Miracles happen every day.  When you have faith, you see them all the time.  This is just one example from my own life.

Quoting AdrianneHill:

And isn't it possible that Jesus and his disciples knew the prophecies they could fulfill and needed to fill to be consider legitimate? So maybe they did things intentionally or the stories were later written with the prophecy fillers already in and done as though it was a surprise to everyone around at the time.

And of course, many more prophecies haven't come to press than those which have.
And I'm insulted we are no longer deemed worthy of miracles to bring in the faithful. Show it to me as it was shown to then and my faith will be as strong as theirs.


Quoting Clairwil:


Quoting PrincessNicole:

There simply is no logical way to explain the fulfilled prophecies in the Bible other than by divine origin.

How do you explain the failed prophecies in the Bible?


AdrianneHill
by Member on Nov. 16, 2012 at 10:42 AM
I'm not in the mood for research but one of the big ones is when Jesus said he would be back before the people who knew had died.

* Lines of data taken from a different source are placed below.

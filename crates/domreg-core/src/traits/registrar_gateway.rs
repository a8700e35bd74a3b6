// # Registrar Gateway Trait
//
// Defines the capability set the reconciler needs from a domain registrar.
//
// ## Implementations
//
// - Route 53 Domains: `domreg-gateway-route53` crate
// - In-memory fake: [`crate::gateway::MemoryRegistrar`]
//
// ## Usage
//
// ```rust,ignore
// use domreg_core::RegistrarGateway;
//
// async fn is_free(gateway: &dyn RegistrarGateway) -> domreg_core::Result<bool> {
//     let availability = gateway.check_domain_availability("example.com").await?;
//     Ok(availability == domreg_core::model::Availability::Available)
// }
// ```

use async_trait::async_trait;

use crate::config::GatewayConfig;
use crate::model::{
    Availability, Contact, DomainDetail, DomainSummary, OperationDetail, OperationFilter,
    OperationSummary, RegisterDomainRequest, TransferDomainRequest, Transferability,
};

/// Trait for registrar gateway implementations
///
/// Every method is a single pass-through to the registrar's API. Listing
/// methods return the complete result set, following pagination internally.
///
/// # Responsibilities
///
/// Gateways are thin and stateless:
/// - They perform the remote call and translate the response
/// - They never decide whether a call is needed (owned by the reconciler)
/// - They never retry; any failure is returned as [`crate::Error::Gateway`]
/// - They never cache registrar state between calls
#[async_trait]
pub trait RegistrarGateway: Send + Sync {
    /// List every domain registered in the account
    async fn list_domains(&self) -> Result<Vec<DomainSummary>, crate::Error>;

    /// List operations, narrowed by `filter`
    ///
    /// Gateways may ignore parts of the filter the registrar cannot apply
    /// server side; callers re-check matches.
    async fn list_operations(
        &self,
        filter: &OperationFilter,
    ) -> Result<Vec<OperationSummary>, crate::Error>;

    /// Fetch the full detail of a registered domain
    async fn get_domain_detail(&self, domain_name: &str) -> Result<DomainDetail, crate::Error>;

    /// Fetch the full detail of an operation
    async fn get_operation_detail(
        &self,
        operation_id: &str,
    ) -> Result<OperationDetail, crate::Error>;

    /// Ask whether a domain can be registered
    async fn check_domain_availability(
        &self,
        domain_name: &str,
    ) -> Result<Availability, crate::Error>;

    /// Register a domain, returning the registrar's operation id
    async fn register_domain(
        &self,
        request: &RegisterDomainRequest,
    ) -> Result<String, crate::Error>;

    /// Ask whether a domain can be transferred in with `auth_code`
    async fn check_domain_transferability(
        &self,
        domain_name: &str,
        auth_code: &str,
    ) -> Result<Transferability, crate::Error>;

    /// Start an inbound transfer, returning the registrar's operation id
    async fn transfer_domain(
        &self,
        request: &TransferDomainRequest,
    ) -> Result<String, crate::Error>;

    /// Replace the domain's nameservers, returning the operation id
    async fn update_domain_nameservers(
        &self,
        domain_name: &str,
        name_servers: &[String],
    ) -> Result<String, crate::Error>;

    /// Set the admin, registrant and tech contacts to `contact`, returning the operation id
    async fn update_domain_contact(
        &self,
        domain_name: &str,
        contact: &Contact,
    ) -> Result<String, crate::Error>;

    /// Turn automatic renewal on
    async fn enable_domain_auto_renew(&self, domain_name: &str) -> Result<(), crate::Error>;

    /// Turn automatic renewal off
    async fn disable_domain_auto_renew(&self, domain_name: &str) -> Result<(), crate::Error>;

    /// Gateway name for logging (e.g., "route53", "memory")
    fn gateway_name(&self) -> &'static str;
}

/// Helper trait for constructing gateways from configuration
pub trait GatewayFactory: Send + Sync {
    /// Create a gateway from configuration
    ///
    /// Failures are [`crate::Error::Fatal`]: a gateway that cannot be built
    /// aborts every later invocation rather than being retried per call.
    fn create(&self, config: &GatewayConfig) -> Result<Box<dyn RegistrarGateway>, crate::Error>;
}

I'm sure that didn't happen.

Quoting PrincessNicole:

First of all, tell me which "failed" prophesies you're referring to.  I don't know of any that are failed.

Second, there are still miracles that happen every single day all over the world. I, myself have been the receiver of many miraculous interventions.  For example, when I was pregnant with my son, at 19 weeks they found a 10 cm tumor in my uterus via ultrasound.  I laid there under ultrasound for 45 mins so they could assess whether or not it was an actual tumor or whether it was simply a contraction that would go away.  It did not go away and I was diagnosed with a tumor.  They made an appointment for me to see a specialist the following week.

That Sunday I went to church and asked my Pastor to lay hands on me for healing.  I told him what the problem was and he prayed with me and said, "Now go back to your doctor and get a good report."  I went to the next appointment and, under ultrasound, there was no tumor detected.  It was GONE.  The doctor had no explanation.  And when I told him that I had had hands laid on me, he said that it must have been God.  

Miracles happen every day.  When you have faith, you see them all the time.  This is just one example from my own life.

Quoting AdrianneHill:

And isn't it possible that Jesus and his disciples knew the prophecies they could fulfill and needed to fill to be consider legitimate? So maybe they did things intentionally or the stories were later written with the prophecy fillers already in and done as though it was a surprise to everyone around at the time.



And of course, many more prophecies haven't come to press than those which have.

And I'm insulted we are no longer deemed worthy of miracles to bring in the faithful. Show it to me as it was shown to then and my faith will be as strong as theirs.




Quoting Clairwil:



Quoting PrincessNicole:

There simply is no logical way to explain the fulfilled prophecies in the Bible other than by divine origin.

How do you explain the failed prophecies in the Bible?